Dear Caldwell,
Today (Friday, Jan. 6) is the Epiphany of the Lord. It comes as we ended the season of Christmastide yesterday. In Epiphany, we celebrate the incarnation of our Savior, Christ Jesus. We rejoice in the “cross-shaped” light that is God come into the world for our sake, descending along a vertical access and spreading horizontally to cover the earth, a true Light to the world.
The word history tells us even more. Epi (manifest, come suddenly, show off) + Phantasm (to bring to light, make appear; come to light, be seen, appear; explain).

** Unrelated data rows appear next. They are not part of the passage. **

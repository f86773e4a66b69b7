use super::*;

fn login_data(outcome: Outcome, existing_session: bool, reason: Option<&str>) -> LoginData {
	LoginData {
		outcome,
		existing_session,
		checks: 4,
		max_checks: 25,
		login_url: "https://www.linkedin.com/login".into(),
		reason: reason.map(str::to_string),
		reason_code: reason.map(|_| "REJECTED".to_string()),
	}
}

#[test]
fn result_builder_success() {
	let result = ResultBuilder::new("login")
		.data(login_data(Outcome::Authenticated, false, None))
		.build();

	assert!(result.ok);
	assert_eq!(result.command, "login");
	assert_eq!(result.schema_version, Some(SCHEMA_VERSION));
	assert!(result.error.is_none());
	assert!(result.timings.is_some());
}

#[test]
fn failed_login_keeps_data_but_is_not_ok() {
	let result = ResultBuilder::new("login")
		.data(login_data(Outcome::Failed, false, Some("credentials rejected")))
		.error(ErrorCode::AuthFailed, "credentials rejected")
		.build();

	assert!(!result.ok);
	assert!(result.data.is_some());
	assert_eq!(result.error.as_ref().map(|e| e.code), Some(ErrorCode::AuthFailed));
}

#[test]
fn builder_without_data_is_not_ok() {
	let result: CommandResult<StatusData> = ResultBuilder::new("status").build();
	assert!(!result.ok);
}

#[test]
fn envelope_serializes_camel_case() {
	let result = ResultBuilder::new("login")
		.data(login_data(Outcome::TimedOut, false, Some("no verdict after 25 checks")))
		.error(ErrorCode::AuthTimedOut, "no verdict after 25 checks")
		.build();

	let json = serde_json::to_value(&result).unwrap();
	assert_eq!(json["ok"], false);
	assert_eq!(json["schemaVersion"], SCHEMA_VERSION);
	assert_eq!(json["data"]["outcome"], "timedOut");
	assert_eq!(json["data"]["existingSession"], false);
	assert_eq!(json["data"]["maxChecks"], 25);
	assert_eq!(json["data"]["reasonCode"], "REJECTED");
	assert_eq!(json["error"]["code"], "AUTH_TIMED_OUT");
	assert!(json["timings"]["durationMs"].is_u64());
}

#[test]
fn error_code_display_matches_serde() {
	for code in [
		ErrorCode::InvalidConfig,
		ErrorCode::BrowserLaunchFailed,
		ErrorCode::AuthTimedOut,
		ErrorCode::NotAuthenticated,
	] {
		let serialized = serde_json::to_value(code).unwrap();
		assert_eq!(serialized, code.to_string());
	}
}

#[test]
fn outcome_error_codes() {
	assert_eq!(ErrorCode::for_outcome(Outcome::Authenticated), None);
	assert_eq!(ErrorCode::for_outcome(Outcome::Failed), Some(ErrorCode::AuthFailed));
	assert_eq!(ErrorCode::for_outcome(Outcome::TimedOut), Some(ErrorCode::AuthTimedOut));
}

#[test]
fn login_summaries() {
	assert_eq!(
		login_data(Outcome::Authenticated, true, None).summary(),
		"already signed in (persistent profile)"
	);
	assert_eq!(
		login_data(Outcome::Authenticated, false, None).summary(),
		"signed in after 4 of 25 checks"
	);
	assert_eq!(
		login_data(Outcome::Failed, false, Some("credentials rejected")).summary(),
		"login failed: credentials rejected"
	);
	assert_eq!(login_data(Outcome::TimedOut, false, None).summary(), "login timed out");
}
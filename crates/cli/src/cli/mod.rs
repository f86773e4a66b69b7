#[cfg(test)]
mod tests;

use std::path::PathBuf;

use clap::builder::Styles;
use clap::builder::styling::AnsiColor;
use clap::{Args, Parser, Subcommand};

use crate::output::OutputFormat;

/// Root CLI for signon.
#[derive(Parser, Debug)]
#[command(name = "signon")]
#[command(about = "Sign in to a website through a real browser and report the outcome")]
#[command(version)]
#[command(styles = cli_styles())]
pub struct Cli {
	/// Increase verbosity (-v info, -vv debug)
	#[arg(short, long, global = true, action = clap::ArgAction::Count)]
	pub verbose: u8,

	/// Output format: text (default), json, or ndjson
	#[arg(short = 'f', long, global = true, value_enum, default_value = "text")]
	pub format: OutputFormat,

	/// Config file (defaults to <config dir>/signon/config.json when present)
	#[arg(short, long, global = true, value_name = "FILE")]
	pub config: Option<PathBuf>,

	#[command(subcommand)]
	pub command: Commands,
}

#[derive(Subcommand, Debug)]
pub enum Commands {
	/// Log in, reusing the profile's session when it is still valid.
	///
	/// Credentials are read from the environment variables named in the
	/// config (LINKEDIN_EMAIL and LINKEDIN_PASSWORD by default). Exits 0 when
	/// signed in, 1 on failure, 2 when the wait budget runs out.
	Login(LoginArgs),
	/// Open the landing page and report whether the profile is signed in.
	Status(StatusArgs),
	/// Print the effective configuration.
	Config,
}

impl Commands {
	/// Name reported in the `command` field of the output envelope.
	pub fn name(&self) -> &'static str {
		match self {
			Commands::Login(_) => "login",
			Commands::Status(_) => "status",
			Commands::Config => "config",
		}
	}
}

#[derive(Args, Debug, Clone, Default)]
pub struct LoginArgs {
	#[command(flatten)]
	pub browser: BrowserArgs,

	#[command(flatten)]
	pub polling: PollArgs,
}

#[derive(Args, Debug, Clone, Default)]
pub struct StatusArgs {
	#[command(flatten)]
	pub browser: BrowserArgs,
}

#[derive(Args, Debug, Clone, Default)]
pub struct BrowserArgs {
	/// Persistent browser profile directory
	#[arg(long, value_name = "DIR")]
	pub profile_dir: Option<PathBuf>,

	/// Run the browser without a window (checkpoints cannot be cleared by hand)
	#[arg(long)]
	pub headless: bool,

	/// Chrome/Chromium executable (auto-detected when omitted)
	#[arg(long, value_name = "PATH")]
	pub chrome: Option<PathBuf>,
}

#[derive(Args, Debug, Clone, Default)]
pub struct PollArgs {
	/// Number of post-submit location checks before giving up
	#[arg(long, value_name = "N")]
	pub max_checks: Option<u32>,

	/// Early checks during which a return to the login page is ignored
	#[arg(long, value_name = "N")]
	pub grace_checks: Option<u32>,

	/// Delay before each check
	#[arg(long, value_name = "MS")]
	pub poll_interval_ms: Option<u64>,
}

/// Help colours in cargo's style: green bold headers, cyan literals.
fn cli_styles() -> Styles {
	Styles::styled()
		.header(AnsiColor::Green.on_default().bold())
		.usage(AnsiColor::Green.on_default().bold())
		.literal(AnsiColor::Cyan.on_default())
		.placeholder(AnsiColor::Cyan.on_default())
		.valid(AnsiColor::Cyan.on_default())
}
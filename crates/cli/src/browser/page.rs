//! [`Page`] implementation over a `headless_chrome` tab.

use std::thread;
use std::time::{Duration, Instant};

use headless_chrome::{Element, Tab};
use signon::{Clickable, InputHandle, Page, PageError, PageResult};

const READY_STATE_POLL: Duration = Duration::from_millis(100);

pub struct ChromePage<'a> {
	tab: &'a Tab,
	lookup_timeout: Duration,
}

impl<'a> ChromePage<'a> {
	pub fn new(tab: &'a Tab, lookup_timeout: Duration) -> Self {
		Self { tab, lookup_timeout }
	}

	/// The document's `readyState`. Fails while the page is between
	/// documents, which is not the same as the tab being gone.
	fn ready_state(&self) -> anyhow::Result<String> {
		let object = self.tab.evaluate("document.readyState", false)?;
		object
			.value
			.as_ref()
			.and_then(|v| v.as_str())
			.map(str::to_string)
			.ok_or_else(|| anyhow::anyhow!("document.readyState did not evaluate to a string"))
	}

	fn find(&self, selector: &str) -> PageResult<ChromeElement<'a>> {
		self.tab
			.wait_for_element_with_custom_timeout(selector, self.lookup_timeout)
			.map(ChromeElement)
			.map_err(|_| PageError::ElementNotFound {
				selector: selector.to_string(),
			})
	}
}

impl Page for ChromePage<'_> {
	// Tab::get_url is cached from target events and keeps answering after the
	// tab dies. Target info comes from the browser, so it only fails once the
	// target is gone, not while a redirect swaps the execution context.
	fn current_location(&self) -> PageResult<String> {
		target_location(self.tab.get_target_info().map(|info| info.url))
	}

	fn navigate(&self, url: &str) -> PageResult<()> {
		self.tab.navigate_to(url).map_err(command("navigate"))?;
		self.tab.wait_until_navigated().map_err(command("navigate"))?;
		Ok(())
	}

	fn wait_load(&self) -> PageResult<()> {
		let deadline = Instant::now() + self.lookup_timeout;
		loop {
			let state = match self.ready_state() {
				Ok(state) if state == "complete" => return Ok(()),
				Ok(state) => state,
				Err(err) => {
					// Distinguish a document swap from a dead tab.
					self.current_location()?;
					format!("unreadable ({err:#})")
				}
			};
			if Instant::now() >= deadline {
				return Err(PageError::command(
					"wait for load",
					format!("document still {state} after {}ms", self.lookup_timeout.as_millis()),
				));
			}
			thread::sleep(READY_STATE_POLL);
		}
	}

	fn find_input(&self, selector: &str) -> PageResult<Box<dyn InputHandle + '_>> {
		Ok(Box::new(self.find(selector)?))
	}

	fn find_clickable(&self, selector: &str) -> PageResult<Box<dyn Clickable + '_>> {
		Ok(Box::new(self.find(selector)?))
	}
}

struct ChromeElement<'a>(Element<'a>);

impl InputHandle for ChromeElement<'_> {
	fn focus(&self) -> PageResult<()> {
		self.0.focus().map(drop).map_err(command("focus"))
	}

	fn set_text(&self, text: &str) -> PageResult<()> {
		self.0.type_into(text).map(drop).map_err(command("type"))
	}
}

impl Clickable for ChromeElement<'_> {
	fn click(&self) -> PageResult<()> {
		self.0.click().map(drop).map_err(command("click"))
	}
}

/// Maps a target-info read onto the page contract: any failure means the
/// target no longer exists.
fn target_location(url: anyhow::Result<String>) -> PageResult<String> {
	url.map_err(|e| PageError::Unavailable(format!("{e:#}")))
}

fn command(name: &'static str) -> impl Fn(anyhow::Error) -> PageError {
	move |err| PageError::command(name, format!("{err:#}"))
}

#[cfg(test)]
mod tests {
	use super::*;

	#[test]
	fn mid_redirect_url_is_a_location() {
		let url = "https://www.linkedin.com/checkpoint/lg/login-submit?loginSubmitSource=GUEST_HOME";
		assert_eq!(target_location(Ok(url.to_string())), Ok(url.to_string()));
	}

	#[test]
	fn missing_target_is_unavailable() {
		let err = target_location(Err(anyhow::anyhow!("No target with given id found"))).unwrap_err();
		assert_eq!(err, PageError::Unavailable("No target with given id found".into()));
	}
}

I, for one, am glad this comes every year, because I know I need a good jolt of understanding any time I can get one. I tend to prefer to think about Epiphany rather than making a New Year’s resolution, which has become such a diluted notion. I lean forward in a particular direction, hoping that something I need to be clarified will be, in and through Christ.
So, rather than a resolution, the “epiphany” I want to carry into the new year is a renewed effort to avoid generalities, especially about people. We live in such highly complex times. Human nature compels us to try to simplify this complexity, to reduce it to something we can get our arms and minds around. So, as for me at least, I know my mind wants to generalize, to make assumptions about people or even groups of people. Intellectually, of course, I know better. But I am ever more aware that my first instinct in these highly divisive days in America, in these times when our world is so carved up into ideologies, sectarianism and other old tribal human instincts, is to try to explain someone’s behavior with a generalization.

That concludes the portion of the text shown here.